I had once thought about compiling the poems and stories I had written based on some of my more poignant dreams but fear eventually took hold of me. The fear of putting too much of myself out there for others to see. I have always been one who observes but rarely shares. It’s the primary reason I decided to start posting things here on this site. To overcome that nervous, uncomfortable feeling that comes with sharing my personal thoughts and feelings. I’ve been rethinking my initial shelving of that project following two eerily similar dreams I had one night. I’d describe them here but you know how it is with dreams, they make perfect sense when you’re having them but later, when you’re trying to recall the details, things just don’t add up but the emotions felt were real enough to overlook the plot holes. They aren’t like the adventurous dreams that involve urban exploration, discovering lost civilizations, or giant mech battles. They are the stressful dreams about friends, family, relationships of all sorts. Dreams where I have someplace to be but I can never seem to get there or where I’m doing something that I know isn’t right but have no control over my actions. I’m a spectator in my own body. Dreams where I wake up covered in sweat, my heart beating hard in my chest. Ultimately, dreams about God. I’ve had several dreams about my relationship with God that have shaken my world. Whether these dreams were divinely placed or just my subconscious playing out my fears is up for debate but no matter the source, these dreams are worth noting.

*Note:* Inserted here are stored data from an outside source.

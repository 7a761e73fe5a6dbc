//! Custom extractors for Axum handlers.

pub mod validated_json;

pub use validated_json::{ValidatedJson, ValidatedQuery};
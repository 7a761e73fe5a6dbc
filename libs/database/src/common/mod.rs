//! Utilities shared by every store connector

pub mod error;
pub mod retry;

pub use error::{DatabaseError, DatabaseResult};
pub use retry::{RetryConfig, retry, retry_with_backoff};
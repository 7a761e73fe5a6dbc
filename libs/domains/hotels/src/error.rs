use axum::response::{IntoResponse, Response};
use axum_helpers::{AppError, ErrorCode};
use thiserror::Error;

use crate::models::HotelId;

#[derive(Debug, Error)]
pub enum HotelError {
    #[error("Hotel not found: {0}")]
    NotFound(HotelId),

    #[error("Invalid input: {0}")]
    Validation(String),

    /// Vector index missing, unreachable, or replied with something unparseable
    #[error("Similarity query failed: {0}")]
    Query(String),

    #[error("Embedding failed: {0}")]
    Embedding(String),

    /// Record store unreachable or returned a malformed document
    #[error("Store error: {0}")]
    Store(String),

    #[error("Internal error: {0}")]
    Internal(String),
}

pub type HotelResult<T> = Result<T, HotelError>;

impl From<validator::ValidationErrors> for HotelError {
    fn from(errors: validator::ValidationErrors) -> Self {
        HotelError::Validation(errors.to_string())
    }
}

impl From<reqwest::Error> for HotelError {
    fn from(err: reqwest::Error) -> Self {
        HotelError::Embedding(err.to_string())
    }
}

/// Convert HotelError to AppError for standardized error responses
impl From<HotelError> for AppError {
    fn from(err: HotelError) -> Self {
        match err {
            HotelError::NotFound(id) => AppError::NotFound(format!("Hotel {} not found", id)),
            HotelError::Validation(msg) => AppError::BadRequest(msg),
            HotelError::Query(message) => AppError::Upstream {
                code: ErrorCode::SearchUnavailable,
                message,
            },
            HotelError::Embedding(message) => AppError::Upstream {
                code: ErrorCode::EmbeddingUnavailable,
                message,
            },
            HotelError::Store(message) => AppError::Upstream {
                code: ErrorCode::StoreUnavailable,
                message,
            },
            HotelError::Internal(msg) => AppError::InternalServerError(msg),
        }
    }
}

impl IntoResponse for HotelError {
    fn into_response(self) -> Response {
        let app_error: AppError = self.into();
        app_error.into_response()
    }
}
//! Environment-driven configuration for the hotels domain.

use core_config::{ConfigError, FromEnv, env_flag, env_or_default, env_parse};
use std::path::PathBuf;

use crate::models::DistanceMetric;

pub const DEFAULT_INDEX_NAME: &str = "hotel_idx";
pub const DEFAULT_KEY_PREFIX: &str = "hotel:";
pub const DEFAULT_DIMENSION: usize = 384;
pub const DEFAULT_SIMILAR_K: usize = 3;
pub const DEFAULT_FIXTURE_PATH: &str = "data/hotels.json";
pub const DEFAULT_EMBEDDING_MODEL: &str = "all-MiniLM-L6-v2";
pub const DEFAULT_OPENAI_MODEL: &str = "text-embedding-3-small";
pub const DEFAULT_OPENAI_BASE_URL: &str = "https://api.openai.com/v1";
pub const DEFAULT_DUPLICATE_NAME_THRESHOLD: f32 = 0.8;

/// Vector index layout: name, key prefix, vector dimension and metric.
#[derive(Debug, Clone, PartialEq, Eq)]
pub struct VectorIndexConfig {
    pub index_name: String,
    pub key_prefix: String,
    pub dimension: usize,
    pub metric: DistanceMetric,
}

impl Default for VectorIndexConfig {
    fn default() -> Self {
        Self {
            index_name: DEFAULT_INDEX_NAME.to_string(),
            key_prefix: DEFAULT_KEY_PREFIX.to_string(),
            dimension: DEFAULT_DIMENSION,
            metric: DistanceMetric::Cosine,
        }
    }
}

impl VectorIndexConfig {
    pub fn with_dimension(mut self, dimension: usize) -> Self {
        self.dimension = dimension;
        self
    }

    pub fn with_index_name(mut self, index_name: impl Into<String>) -> Self {
        self.index_name = index_name.into();
        self
    }

    pub fn with_key_prefix(mut self, key_prefix: impl Into<String>) -> Self {
        self.key_prefix = key_prefix.into();
        self
    }
}

impl FromEnv for VectorIndexConfig {
    fn from_env() -> Result<Self, ConfigError> {
        let dimension = env_parse("HOTELS_VECTOR_DIMENSION", DEFAULT_DIMENSION)?;
        if dimension == 0 {
            return Err(ConfigError::Invalid {
                key: "HOTELS_VECTOR_DIMENSION".to_string(),
                details: "must be greater than zero".to_string(),
            });
        }

        let key_prefix = env_or_default("HOTELS_KEY_PREFIX", DEFAULT_KEY_PREFIX);
        if key_prefix.is_empty() {
            return Err(ConfigError::Invalid {
                key: "HOTELS_KEY_PREFIX".to_string(),
                details: "must not be empty".to_string(),
            });
        }

        Ok(Self {
            index_name: env_or_default("HOTELS_INDEX_NAME", DEFAULT_INDEX_NAME),
            key_prefix,
            dimension,
            metric: env_parse("HOTELS_DISTANCE_METRIC", DistanceMetric::Cosine)?,
        })
    }
}

/// Which embedding backend to build
#[derive(Debug, Clone, Copy, Default, PartialEq, Eq, strum::Display, strum::EnumString)]
#[strum(serialize_all = "lowercase", ascii_case_insensitive)]
pub enum EmbeddingProviderKind {
    /// OpenAI-compatible `/embeddings` endpoint
    OpenAI,
    /// Local ONNX model (the `fastembed` feature, on by default)
    #[default]
    FastEmbed,
    /// Deterministic hashed bag-of-words, for development and tests
    Hash,
}

impl EmbeddingProviderKind {
    /// Model used when `EMBEDDING_MODEL` is unset
    pub fn default_model(self) -> &'static str {
        match self {
            Self::OpenAI => DEFAULT_OPENAI_MODEL,
            Self::FastEmbed => DEFAULT_EMBEDDING_MODEL,
            Self::Hash => "hash",
        }
    }
}

/// Native output dimension of the local models fastembed can load.
pub fn local_model_dimension(model: &str) -> Option<usize> {
    match model.to_lowercase().as_str() {
        "all-minilm-l6-v2" | "sentence-transformers/all-minilm-l6-v2" => Some(384),
        "all-mpnet-base-v2" | "sentence-transformers/all-mpnet-base-v2" => Some(768),
        "bge-small-en-v1.5" | "baai/bge-small-en-v1.5" => Some(384),
        "bge-base-en-v1.5" | "baai/bge-base-en-v1.5" => Some(768),
        _ => None,
    }
}

#[derive(Debug, Clone, PartialEq, Eq)]
pub struct EmbeddingConfig {
    pub provider: EmbeddingProviderKind,
    pub model: String,
    pub base_url: String,
    pub api_key: Option<String>,
}

impl Default for EmbeddingConfig {
    fn default() -> Self {
        Self::for_provider(EmbeddingProviderKind::default())
    }
}

impl EmbeddingConfig {
    /// `provider` with its default model
    pub fn for_provider(provider: EmbeddingProviderKind) -> Self {
        Self {
            provider,
            model: provider.default_model().to_string(),
            base_url: DEFAULT_OPENAI_BASE_URL.to_string(),
            api_key: None,
        }
    }

    /// Reject model/dimension pairs that cannot work together. Local models
    /// have a fixed output size; remote and hash providers are sized by the
    /// request.
    pub fn check_dimension(&self, dimension: usize) -> Result<(), ConfigError> {
        if self.provider != EmbeddingProviderKind::FastEmbed {
            return Ok(());
        }

        match local_model_dimension(&self.model) {
            Some(native) if native == dimension => Ok(()),
            Some(native) => Err(ConfigError::Invalid {
                key: "HOTELS_VECTOR_DIMENSION".to_string(),
                details: format!(
                    "model '{}' produces {}-dimensional vectors, got {}",
                    self.model, native, dimension
                ),
            }),
            None => Err(ConfigError::Invalid {
                key: "EMBEDDING_MODEL".to_string(),
                details: format!("'{}' is not a supported local model", self.model),
            }),
        }
    }
}

impl FromEnv for EmbeddingConfig {
    fn from_env() -> Result<Self, ConfigError> {
        let provider: EmbeddingProviderKind =
            env_parse("EMBEDDING_PROVIDER", EmbeddingProviderKind::default())?;
        let defaults = Self::for_provider(provider);
        let api_key = std::env::var("EMBEDDING_API_KEY")
            .ok()
            .filter(|key| !key.trim().is_empty());

        Ok(Self {
            provider,
            model: env_or_default("EMBEDDING_MODEL", &defaults.model),
            base_url: env_or_default("EMBEDDING_BASE_URL", &defaults.base_url)
                .trim_end_matches('/')
                .to_string(),
            api_key,
        })
    }
}

/// Everything the hotels domain reads from the environment
#[derive(Debug, Clone, PartialEq)]
pub struct HotelsConfig {
    pub index: VectorIndexConfig,
    pub embedding: EmbeddingConfig,
    pub similar_default_k: usize,
    pub reembed_on_update: bool,
    /// Name similarity at which a neighbor is reported as a likely duplicate
    pub duplicate_name_threshold: f32,
    pub fixture_path: PathBuf,
}

impl Default for HotelsConfig {
    fn default() -> Self {
        Self {
            index: VectorIndexConfig::default(),
            embedding: EmbeddingConfig::default(),
            similar_default_k: DEFAULT_SIMILAR_K,
            reembed_on_update: true,
            duplicate_name_threshold: DEFAULT_DUPLICATE_NAME_THRESHOLD,
            fixture_path: PathBuf::from(DEFAULT_FIXTURE_PATH),
        }
    }
}

impl FromEnv for HotelsConfig {
    fn from_env() -> Result<Self, ConfigError> {
        let similar_default_k = env_parse("HOTELS_SIMILAR_DEFAULT_K", DEFAULT_SIMILAR_K)?;
        if similar_default_k == 0 || similar_default_k > crate::models::MAX_SIMILAR_K {
            return Err(ConfigError::Invalid {
                key: "HOTELS_SIMILAR_DEFAULT_K".to_string(),
                details: format!("must be between 1 and {}", crate::models::MAX_SIMILAR_K),
            });
        }

        let duplicate_name_threshold = env_parse(
            "HOTELS_DUPLICATE_NAME_THRESHOLD",
            DEFAULT_DUPLICATE_NAME_THRESHOLD,
        )?;
        if !(0.0..=1.0).contains(&duplicate_name_threshold) {
            return Err(ConfigError::Invalid {
                key: "HOTELS_DUPLICATE_NAME_THRESHOLD".to_string(),
                details: "must be between 0 and 1".to_string(),
            });
        }

        let index = VectorIndexConfig::from_env()?;
        let embedding = EmbeddingConfig::from_env()?;
        embedding.check_dimension(index.dimension)?;

        Ok(Self {
            index,
            embedding,
            similar_default_k,
            reembed_on_update: env_flag("HOTELS_REEMBED_ON_UPDATE", true)?,
            duplicate_name_threshold,
            fixture_path: PathBuf::from(env_or_default(
                "HOTELS_FIXTURE_PATH",
                DEFAULT_FIXTURE_PATH,
            )),
        })
    }
}

#[cfg(test)]
mod tests {
    use super::*;

    const ALL_VARS: [&str; 12] = [
        "HOTELS_INDEX_NAME",
        "HOTELS_KEY_PREFIX",
        "HOTELS_VECTOR_DIMENSION",
        "HOTELS_DISTANCE_METRIC",
        "HOTELS_SIMILAR_DEFAULT_K",
        "HOTELS_REEMBED_ON_UPDATE",
        "HOTELS_DUPLICATE_NAME_THRESHOLD",
        "HOTELS_FIXTURE_PATH",
        "EMBEDDING_PROVIDER",
        "EMBEDDING_MODEL",
        "EMBEDDING_BASE_URL",
        "EMBEDDING_API_KEY",
    ];

    fn unset_all() -> Vec<(&'static str, Option<&'static str>)> {
        ALL_VARS.iter().map(|key| (*key, None)).collect()
    }

    #[test]
    fn test_defaults_when_unset() {
        temp_env::with_vars(unset_all(), || {
            let config = HotelsConfig::from_env().unwrap();
            assert_eq!(config, HotelsConfig::default());
            assert_eq!(config.index.index_name, "hotel_idx");
            assert_eq!(config.index.key_prefix, "hotel:");
            assert_eq!(config.index.dimension, 384);
            assert_eq!(config.similar_default_k, 3);
            assert!(config.reembed_on_update);
            assert_eq!(config.embedding.provider, EmbeddingProviderKind::FastEmbed);
            assert_eq!(config.embedding.model, "all-MiniLM-L6-v2");
            assert_eq!(config.duplicate_name_threshold, 0.8);
            assert!(config.embedding.api_key.is_none());
        });
    }

    #[test]
    fn test_overrides() {
        let mut vars = unset_all();
        vars.extend([
            ("HOTELS_INDEX_NAME", Some("idx_test")),
            ("HOTELS_VECTOR_DIMENSION", Some("8")),
            ("HOTELS_SIMILAR_DEFAULT_K", Some("5")),
            ("HOTELS_REEMBED_ON_UPDATE", Some("false")),
            ("EMBEDDING_PROVIDER", Some("hash")),
            ("EMBEDDING_BASE_URL", Some("http://localhost:11434/v1/")),
            ("EMBEDDING_API_KEY", Some("sk-test")),
        ]);

        temp_env::with_vars(vars, || {
            let config = HotelsConfig::from_env().unwrap();
            assert_eq!(config.index.index_name, "idx_test");
            assert_eq!(config.index.dimension, 8);
            assert_eq!(config.similar_default_k, 5);
            assert!(!config.reembed_on_update);
            assert_eq!(config.embedding.provider, EmbeddingProviderKind::Hash);
            assert_eq!(config.embedding.base_url, "http://localhost:11434/v1");
            assert_eq!(config.embedding.api_key.as_deref(), Some("sk-test"));
        });
    }

    #[test]
    fn test_zero_dimension_rejected() {
        let mut vars = unset_all();
        vars.push(("HOTELS_VECTOR_DIMENSION", Some("0")));

        temp_env::with_vars(vars, || {
            let err = HotelsConfig::from_env().unwrap_err();
            assert!(err.to_string().contains("HOTELS_VECTOR_DIMENSION"));
        });
    }

    #[test]
    fn test_k_out_of_range_rejected() {
        let mut vars = unset_all();
        vars.push(("HOTELS_SIMILAR_DEFAULT_K", Some("51")));

        temp_env::with_vars(vars, || {
            assert!(HotelsConfig::from_env().is_err());
        });
    }

    #[test]
    fn test_unknown_provider_rejected() {
        let mut vars = unset_all();
        vars.push(("EMBEDDING_PROVIDER", Some("word2vec")));

        temp_env::with_vars(vars, || {
            let err = EmbeddingConfig::from_env().unwrap_err();
            assert!(err.to_string().contains("EMBEDDING_PROVIDER"));
        });
    }

    #[test]
    fn test_provider_kind_names() {
        assert_eq!(
            "fastembed".parse::<EmbeddingProviderKind>().unwrap(),
            EmbeddingProviderKind::FastEmbed
        );
        assert_eq!(
            "OpenAI".parse::<EmbeddingProviderKind>().unwrap(),
            EmbeddingProviderKind::OpenAI
        );
        assert_eq!(EmbeddingProviderKind::Hash.to_string(), "hash");
    }

    #[test]
    fn test_default_model_matches_default_dimension() {
        let config = HotelsConfig::default();
        assert_eq!(
            local_model_dimension(&config.embedding.model),
            Some(config.index.dimension)
        );
        assert!(config.embedding.check_dimension(config.index.dimension).is_ok());
    }

    #[test]
    fn test_provider_picks_its_own_default_model() {
        let mut vars = unset_all();
        vars.push(("EMBEDDING_PROVIDER", Some("openai")));

        temp_env::with_vars(vars, || {
            let config = HotelsConfig::from_env().unwrap();
            assert_eq!(config.embedding.provider, EmbeddingProviderKind::OpenAI);
            assert_eq!(config.embedding.model, "text-embedding-3-small");
            assert_eq!(config.embedding.base_url, "https://api.openai.com/v1");
        });
    }

    #[test]
    fn test_local_model_dimension_mismatch_rejected() {
        let mut vars = unset_all();
        vars.push(("HOTELS_VECTOR_DIMENSION", Some("768")));

        temp_env::with_vars(vars, || {
            let err = HotelsConfig::from_env().unwrap_err();
            assert!(err.to_string().contains("HOTELS_VECTOR_DIMENSION"));
        });

        let mut vars = unset_all();
        vars.extend([
            ("EMBEDDING_MODEL", Some("all-mpnet-base-v2")),
            ("HOTELS_VECTOR_DIMENSION", Some("768")),
        ]);
        temp_env::with_vars(vars, || {
            assert!(HotelsConfig::from_env().is_ok());
        });
    }

    #[test]
    fn test_unknown_local_model_rejected() {
        let config = EmbeddingConfig {
            model: "text-embedding-3-small".to_string(),
            ..EmbeddingConfig::for_provider(EmbeddingProviderKind::FastEmbed)
        };
        let err = config.check_dimension(384).unwrap_err();
        assert!(err.to_string().contains("EMBEDDING_MODEL"));

        let remote = EmbeddingConfig::for_provider(EmbeddingProviderKind::OpenAI);
        assert!(remote.check_dimension(1536).is_ok());
    }

    #[test]
    fn test_duplicate_threshold_bounds() {
        let mut vars = unset_all();
        vars.push(("HOTELS_DUPLICATE_NAME_THRESHOLD", Some("0.5")));
        temp_env::with_vars(vars, || {
            assert_eq!(HotelsConfig::from_env().unwrap().duplicate_name_threshold, 0.5);
        });

        let mut vars = unset_all();
        vars.push(("HOTELS_DUPLICATE_NAME_THRESHOLD", Some("1.5")));
        temp_env::with_vars(vars, || {
            let err = HotelsConfig::from_env().unwrap_err();
            assert!(err.to_string().contains("HOTELS_DUPLICATE_NAME_THRESHOLD"));
        });
    }
}
//! Reusable OpenAPI response types for consistent API documentation.

use super::ErrorResponse;
#[allow(unused_imports)]
use serde_json::json;
use utoipa::ToResponse;

#[derive(ToResponse)]
#[response(
    description = "Internal Server Error",
    content_type = "application/json",
    example = json!({
        "code": 1005,
        "error": "INTERNAL_ERROR",
        "message": "An internal server error occurred"
    })
)]
pub struct InternalServerErrorResponse(pub ErrorResponse);

#[derive(ToResponse)]
#[response(
    description = "Bad Request - Validation Error",
    content_type = "application/json",
    example = json!({
        "code": 1001,
        "error": "VALIDATION_ERROR",
        "message": "Request validation failed",
        "details": {
            "name": [{
                "code": "length",
                "message": null,
                "params": {"min": 1, "value": ""}
            }]
        }
    })
)]
pub struct BadRequestValidationResponse(pub ErrorResponse);

#[derive(ToResponse)]
#[response(
    description = "Resource not found",
    content_type = "application/json",
    example = json!({
        "code": 1004,
        "error": "NOT_FOUND",
        "message": "Hotel 0192f0c1b5a87d2e9c3f4a6b8d1e2f30 not found"
    })
)]
pub struct NotFoundResponse(pub ErrorResponse);

#[derive(ToResponse)]
#[response(
    description = "Service Unavailable - a backing service failed",
    content_type = "application/json",
    example = json!({
        "code": 2002,
        "error": "SEARCH_UNAVAILABLE",
        "message": "The similarity search is unavailable"
    })
)]
pub struct ServiceUnavailableResponse(pub ErrorResponse);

What about you? Do you dream? Do you remember your dreams, filing them away for later? How do they affect you? DO they affect you?

Perseverance

perseverance

I have always had a problem with discipline. I’m not talking about discipline like in school, acting out and being all rowdy (I was a quiet kid living in my own little world.) I’m talking about self discipline. Self control. Setting a goal, making a long term plan, and sticking with it. If I knew you better and we had some time to talk then I would go into detail about how my limited self discipline has affected me in my growing up but seeing as this is going online for all to see I would like to keep this brief and focus on the last year or so once I recommitted myself to my [non-blog] writing.

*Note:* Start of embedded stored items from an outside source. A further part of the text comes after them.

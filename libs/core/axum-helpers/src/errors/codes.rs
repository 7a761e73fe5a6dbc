//! Error codes carried in every error body.
//!
//! Each code has a string identifier for clients, an integer for log
//! correlation and a default message.
//!
//! ```rust
//! use axum_helpers::errors::ErrorCode;
//!
//! let code = ErrorCode::ValidationError;
//! assert_eq!(code.as_str(), "VALIDATION_ERROR");
//! assert_eq!(code.code(), 1001);
//! ```

use serde::{Deserialize, Serialize};
use utoipa::ToSchema;

#[derive(Debug, Clone, Copy, PartialEq, Eq, Hash, Serialize, Deserialize, ToSchema)]
#[serde(rename_all = "SCREAMING_SNAKE_CASE")]
pub enum ErrorCode {
    // Client errors (1000s)
    ValidationError,
    InvalidJson,
    InvalidQuery,
    NotFound,
    MethodNotAllowed,

    // Server errors
    InternalError,
    ServiceUnavailable,

    // Backing service errors (2000s)
    /// Document store unreachable or returned an unexpected reply
    StoreUnavailable,
    /// Vector index query failed
    SearchUnavailable,
    /// Embedding provider failed
    EmbeddingUnavailable,

    IoError,
    SerdeJsonError,
}

impl ErrorCode {
    pub const fn as_str(&self) -> &'static str {
        match self {
            Self::ValidationError => "VALIDATION_ERROR",
            Self::InvalidJson => "INVALID_JSON",
            Self::InvalidQuery => "INVALID_QUERY",
            Self::NotFound => "NOT_FOUND",
            Self::MethodNotAllowed => "METHOD_NOT_ALLOWED",
            Self::InternalError => "INTERNAL_ERROR",
            Self::ServiceUnavailable => "SERVICE_UNAVAILABLE",
            Self::StoreUnavailable => "STORE_UNAVAILABLE",
            Self::SearchUnavailable => "SEARCH_UNAVAILABLE",
            Self::EmbeddingUnavailable => "EMBEDDING_UNAVAILABLE",
            Self::IoError => "IO_ERROR",
            Self::SerdeJsonError => "SERDE_JSON_ERROR",
        }
    }

    pub const fn code(&self) -> i32 {
        match self {
            Self::ValidationError => 1001,
            Self::InvalidJson => 1002,
            Self::InvalidQuery => 1003,
            Self::NotFound => 1004,
            Self::InternalError => 1005,
            Self::ServiceUnavailable => 1006,
            Self::MethodNotAllowed => 1007,
            Self::StoreUnavailable => 2001,
            Self::SearchUnavailable => 2002,
            Self::EmbeddingUnavailable => 2003,
            Self::IoError => 4001,
            Self::SerdeJsonError => 5001,
        }
    }

    pub const fn default_message(&self) -> &'static str {
        match self {
            Self::ValidationError => "Request validation failed",
            Self::InvalidJson => "Invalid JSON body",
            Self::InvalidQuery => "Invalid query parameters",
            Self::NotFound => "Resource not found",
            Self::MethodNotAllowed => "The HTTP method is not allowed for this resource",
            Self::InternalError => "An internal server error occurred",
            Self::ServiceUnavailable => "Service is temporarily unavailable",
            Self::StoreUnavailable => "The document store is unavailable",
            Self::SearchUnavailable => "The similarity search is unavailable",
            Self::EmbeddingUnavailable => "The embedding provider is unavailable",
            Self::IoError => "An I/O error occurred",
            Self::SerdeJsonError => "Failed to process JSON data",
        }
    }
}

impl std::fmt::Display for ErrorCode {
    fn fmt(&self, f: &mut std::fmt::Formatter<'_>) -> std::fmt::Result {
        write!(f, "{}", self.as_str())
    }
}

#[cfg(test)]
mod tests {
    use super::*;

    #[test]
    fn test_serde_matches_as_str() {
        for code in [
            ErrorCode::ValidationError,
            ErrorCode::SearchUnavailable,
            ErrorCode::EmbeddingUnavailable,
            ErrorCode::MethodNotAllowed,
        ] {
            let json = serde_json::to_string(&code).unwrap();
            assert_eq!(json, format!("\"{}\"", code.as_str()));
        }
    }

    #[test]
    fn test_backing_service_codes_are_in_2000_range() {
        for code in [
            ErrorCode::StoreUnavailable,
            ErrorCode::SearchUnavailable,
            ErrorCode::EmbeddingUnavailable,
        ] {
            assert!((2000..3000).contains(&code.code()));
        }
    }
}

Even with setting schedules and forcing myself to start writing I seem to find ways to get sidetracked. Its so much easier to just play the stories out in my head and feel a watered down sense of accomplishment than to actually put pen to paper and transcribe my thoughts for others to read. Or even easier, I can experience the stories told by others in the books, movies, and TV shows that line my shelves. And that’s just the entertainment side of things. I could trick myself into thinking that I’m not ready to write just yet. That this important bit of research needs to be done right now and not later once I’m fleshing out the details or maybe my writing isn’t good enough yet and I need to learn more before I can even begin to write. I could become absolutely convinced that the job would be easier in a month or two when I get a new laptop or if I were to go out and buy a desk instead of laying here on the floor scribbling into my notebook. I could think all of this before I even write down a single word and feel justified in my decision to postpone writing. I don’t do all of this because I don’t want my words to be read by others. Its not because I don’t enjoy the thrill of self discovery that comes with writing. It’s the work. Plain and simple. I have avoided doing work that I didn’t feel the desire to do throughout my life but that isn’t who I want to be anymore and it is who I have worked so hard to separate myself from these past five years. But old habits do indeed die hard and this one creeps up on my on a regular basis.

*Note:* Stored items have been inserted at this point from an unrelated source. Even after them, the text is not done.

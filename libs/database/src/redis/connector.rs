use redis::Client;
use redis::aio::ConnectionManager;
use tracing::info;

use super::RedisConfig;
use crate::common::{RetryConfig, retry_with_backoff};

/// Open a [`ConnectionManager`] and verify it with `PING`.
///
/// The manager reconnects on its own after the initial handshake, so a
/// single instance is cloned into every repository that needs it.
pub async fn connect(config: &RedisConfig) -> redis::RedisResult<ConnectionManager> {
    info!(url = %config.redacted_url(), "Connecting to Redis");

    let client = Client::open(config.build_url())?;
    let manager = ConnectionManager::new(client).await?;

    let mut conn = manager.clone();
    let _: String = redis::cmd("PING").query_async(&mut conn).await?;

    info!("Connected to Redis");
    Ok(manager)
}

/// [`connect`] with exponential backoff, for startup ordering against a
/// store container that may still be booting.
///
/// ```ignore
/// let retry = RetryConfig::new().with_max_retries(5);
/// let conn = connect_with_retry(&RedisConfig::from_env()?, Some(retry)).await?;
/// ```
pub async fn connect_with_retry(
    config: &RedisConfig,
    retry_config: Option<RetryConfig>,
) -> redis::RedisResult<ConnectionManager> {
    retry_with_backoff(|| connect(config), retry_config.unwrap_or_default()).await
}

Life is an ongoing process. If I were to claim any sort of validity to some of the excuses I have made up not just in the avoidance of writing but in the avoidance of all hard work in the past then I would be a fool. We shouldn’t be waiting to fix ourselves or our situation before moving forward. We should be doing both at the same time. They are part of each other. And moving forward in life … that sounds like a good plan. Let’s all do that together.